DATA FOR THIS TASK:
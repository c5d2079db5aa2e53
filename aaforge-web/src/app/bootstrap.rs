//! Startup loading: fetch the ability catalog and read the saved-build list
//! before the first meaningful render.

#[cfg(target_arch = "wasm32")]
use yew::prelude::*;

#[cfg(target_arch = "wasm32")]
use crate::app::state::AppState;

#[cfg(target_arch = "wasm32")]
#[hook]
pub fn use_bootstrap(app_state: &AppState) {
    let catalog = app_state.catalog.clone();
    let catalog_ready = app_state.catalog_ready.clone();
    let saved_builds = app_state.saved_builds.clone();
    let status = app_state.status.clone();

    use_effect_with((), move |()| {
        crate::app::handlers::refresh_saved_builds(&saved_builds);
        wasm_bindgen_futures::spawn_local(async move {
            match crate::api::fetch_ability_tree().await {
                Ok(tree) => {
                    log::info!("ability tree loaded, {} abilities", tree.len());
                    catalog.set(tree);
                }
                Err(e) => {
                    status.set(Some(AttrValue::from(format!(
                        "Could not load the ability tree: {e}"
                    ))));
                }
            }
            catalog_ready.set(true);
        });
        || {}
    });
}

EXERCISE DESCRIPTION: Copy out the whole listing exactly; please set it all down.

OUTPUT FOR THIS TASK:
repository c5d2079db5aa2e53
filename aaforge-web/src/app/bootstrap.rs
//! Startup loading: fetch the ability catalog and read the saved-build list
//! before the first meaningful render.

#[cfg(target_arch = "wasm32")]
use yew::prelude::*;

#[cfg(target_arch = "wasm32")]
use crate::app::state::AppState;

#[cfg(target_arch = "wasm32")]
#[hook]
pub fn use_bootstrap(app_state: &AppState) {
    let catalog = app_state.catalog.clone();
    let catalog_ready = app_state.catalog_ready.clone();
    let saved_builds = app_state.saved_builds.clone();
    let status = app_state.status.clone();

    use_effect_with((), move |()| {
        crate::app::handlers::refresh_saved_builds(&saved_builds);
        wasm_bindgen_futures::spawn_local(async move {
            match crate::api::fetch_ability_tree().await {
                Ok(tree) => {
                    log::info!("ability tree loaded, {} abilities", tree.len());
                    catalog.set(tree);
                }
                Err(e) => {
                    status.set(Some(AttrValue::from(format!(
                        "Could not load the ability tree: {e}"
                    ))));
                }
            }
            catalog_ready.set(true);
        });
        || {}
    });
}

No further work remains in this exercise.